- **WORK REQUIRED**: Filter the data below for the string "InvalidFormat" and copy each matching line.

Source data
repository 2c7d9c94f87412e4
//! HTTP server layer
//!
//! Axum server with:
//! - CORS (localhost only by default)
//! - Request tracing
//! - Graceful shutdown
//! - JSON error responses

pub mod error;
pub mod extractors;
pub mod routes;
pub mod server;

pub use error::ApiError;
pub use server::{build_router, run_server, AppState, ServerConfig, ServerError};
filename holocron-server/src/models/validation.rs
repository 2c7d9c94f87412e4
//! Input rejected before it reaches the store
//!
//! Every variant renders as a 400 `validation_error` body.

use std::fmt;

#[derive(Debug, Clone)]
pub enum ValidationError {
    /// Username or catalog name is blank after trimming
    Empty { field: &'static str },

    /// Name longer than `max` characters
    TooLong { field: &'static str, max: usize },

    /// Non-integer id, or a favorite with zero or two targets
    InvalidFormat { field: &'static str, reason: &'static str },

    /// Favorite kind other than `people` or `planet`
    InvalidVariant { field: &'static str, value: String },

    /// Request body that is not JSON or lacks required fields
    MalformedBody { detail: String },
}

impl fmt::Display for ValidationError {
    fn fmt(&self, f: &mut fmt::Formatter<'_>) -> fmt::Result {
        match self {
            Self::Empty { field } => write!(f, "{field} cannot be empty"),
            Self::TooLong { field, max } => {
                write!(f, "{field} is longer than {max} characters")
            }
            Self::InvalidFormat { field, reason } => write!(f, "{field}: {reason}"),
            Self::InvalidVariant { field, value } => {
                write!(f, "unknown {field} '{value}'")
            }
            Self::MalformedBody { detail } => write!(f, "invalid request body: {detail}"),
        }
    }
}

impl std::error::Error for ValidationError {}
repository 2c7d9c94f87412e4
//! Seed command - load catalog records from a TOML fixture
//!
//! ```toml
//! users = ["luke", "leia"]
//! people = ["Luke Skywalker", "Leia Organa"]
//! planets = ["Tatooine", "Alderaan"]
//! ```
//!
//! Seeding is repeatable: usernames and names already present are skipped.

use std::collections::HashSet;
use std::path::PathBuf;

use anyhow::{Context, Result};
use clap::Parser;
use serde::Deserialize;

use holocron_server::db::{connect, AnyPool, DbError, NamedRepo, UserRepo};
use holocron_server::models::{EntityName, Username};

/// Arguments for the seed command
#[derive(Parser, Debug)]
pub struct SeedArgs {
    /// Fixture file to load
    pub file: PathBuf,

    /// Database URL (postgres://... or sqlite:...); defaults to a local SQLite file
    #[arg(long, env = "DATABASE_URL")]
    pub database_url: Option<String>,
}

/// Catalog fixture file
#[derive(Debug, Default, Deserialize)]
#[serde(deny_unknown_fields)]
pub struct Fixture {
    #[serde(default)]
    pub users: Vec<String>,
    #[serde(default)]
    pub people: Vec<String>,
    #[serde(default)]
    pub planets: Vec<String>,
}

impl Fixture {
    pub fn parse(contents: &str) -> Result<Self> {
        toml::from_str(contents).context("Invalid fixture file")
    }
}

/// Rows written by a seed run
#[derive(Debug, Default, PartialEq, Eq)]
pub struct SeedReport {
    pub users: usize,
    pub people: usize,
    pub planets: usize,
}

async fn seed_named(repo: NamedRepo<'_>, names: &[String]) -> Result<usize> {
    let mut existing: HashSet<String> = repo.list().await?.into_iter().map(|r| r.name).collect();
    let mut created = 0;

    for raw in names {
        let name = EntityName::new(raw)?;
        if existing.insert(name.as_str().to_owned()) {
            repo.create(&name).await?;
            created += 1;
        }
    }

    Ok(created)
}

/// Insert fixture records that are not already present
pub async fn seed(pool: &AnyPool, fixture: &Fixture) -> Result<SeedReport> {
    let mut report = SeedReport::default();

    let users = UserRepo::new(pool);
    for raw in &fixture.users {
        let username = Username::new(raw)?;
        match users.create(&username).await {
            Ok(_) => report.users += 1,
            Err(DbError::Conflict(_)) => {
                tracing::debug!(username = username.as_str(), "User exists, skipping");
            }
            Err(e) => return Err(e.into()),
        }
    }

    report.people = seed_named(NamedRepo::people(pool), &fixture.people).await?;
    report.planets = seed_named(NamedRepo::planets(pool), &fixture.planets).await?;

    Ok(report)
}

/// Run the seed command
pub async fn run_seed(args: SeedArgs) -> Result<()> {
    let contents = std::fs::read_to_string(&args.file)
        .with_context(|| format!("Failed to read {}", args.file.display()))?;
    let fixture = Fixture::parse(&contents)?;

    let database_url = super::database_url(args.database_url);
    let pool = connect(&database_url, 1)
        .await
        .context("Failed to open catalog database")?;

    let report = seed(&pool, &fixture).await?;
    tracing::info!(
        users = report.users,
        people = report.people,
        planets = report.planets,
        "Seed complete"
    );

    Ok(())
}
//! Name validation for catalog records
//!
//! Usernames and people/planet names share the same column width.

use super::ValidationError;

/// Maximum length for usernames and entity names
pub const MAX_NAME_LEN: usize = 80;

fn validate(field: &'static str, s: &str) -> Result<String, ValidationError> {
    let trimmed = s.trim();

    if trimmed.is_empty() {
        return Err(ValidationError::Empty { field });
    }

    if trimmed.chars().count() > MAX_NAME_LEN {
        return Err(ValidationError::TooLong {
            field,
            max: MAX_NAME_LEN,
        });
    }

    Ok(trimmed.to_owned())
}

/// Validated username (unique per user)
#[derive(Debug, Clone, PartialEq, Eq, Hash)]
pub struct Username(String);

impl Username {
    /// Create a username, trimming surrounding whitespace.
    ///
    /// # Example
    /// ```
    /// use holocron_server::models::Username;
    ///
    /// assert_eq!(Username::new("  luke ").unwrap().as_str(), "luke");
    /// assert!(Username::new("   ").is_err());
    /// ```
    pub fn new(s: &str) -> Result<Self, ValidationError> {
        validate("username", s).map(Self)
    }

    pub fn as_str(&self) -> &str {
        &self.0
    }
}

impl AsRef<str> for Username {
    fn as_ref(&self) -> &str {
        &self.0
    }
}

/// Validated name of a person or planet
#[derive(Debug, Clone, PartialEq, Eq, Hash)]
pub struct EntityName(String);

impl EntityName {
    pub fn new(s: &str) -> Result<Self, ValidationError> {
        validate("name", s).map(Self)
    }

    pub fn as_str(&self) -> &str {
        &self.0
    }
}

impl AsRef<str> for EntityName {
    fn as_ref(&self) -> &str {
        &self.0
    }
}

#[cfg(test)]
mod tests {
    use super::*;

    #[test]
    fn trims_whitespace() {
        let name = EntityName::new("  Tatooine\n").unwrap();
        assert_eq!(name.as_str(), "Tatooine");
    }

    #[test]
    fn rejects_empty() {
        let err = Username::new("").unwrap_err();
        assert!(matches!(err, ValidationError::Empty { field: "username" }));

        let err = EntityName::new(" \t ").unwrap_err();
        assert!(matches!(err, ValidationError::Empty { field: "name" }));
    }

    #[test]
    fn max_length() {
        let name_80 = "a".repeat(80);
        assert!(EntityName::new(&name_80).is_ok());

        let name_81 = "a".repeat(81);
        let err = EntityName::new(&name_81).unwrap_err();
        assert!(matches!(err, ValidationError::TooLong { max: 80, .. }));
    }

    #[test]
    fn length_counts_chars_not_bytes() {
        // 80 two-byte characters
        let name = "é".repeat(80);
        assert!(Username::new(&name).is_ok());
    }
}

- **RESULT OF THE EXERCISE**:
    InvalidFormat { field: &'static str, reason: &'static str },
            Self::InvalidFormat { field, reason } => write!(f, "{field}: {reason}"),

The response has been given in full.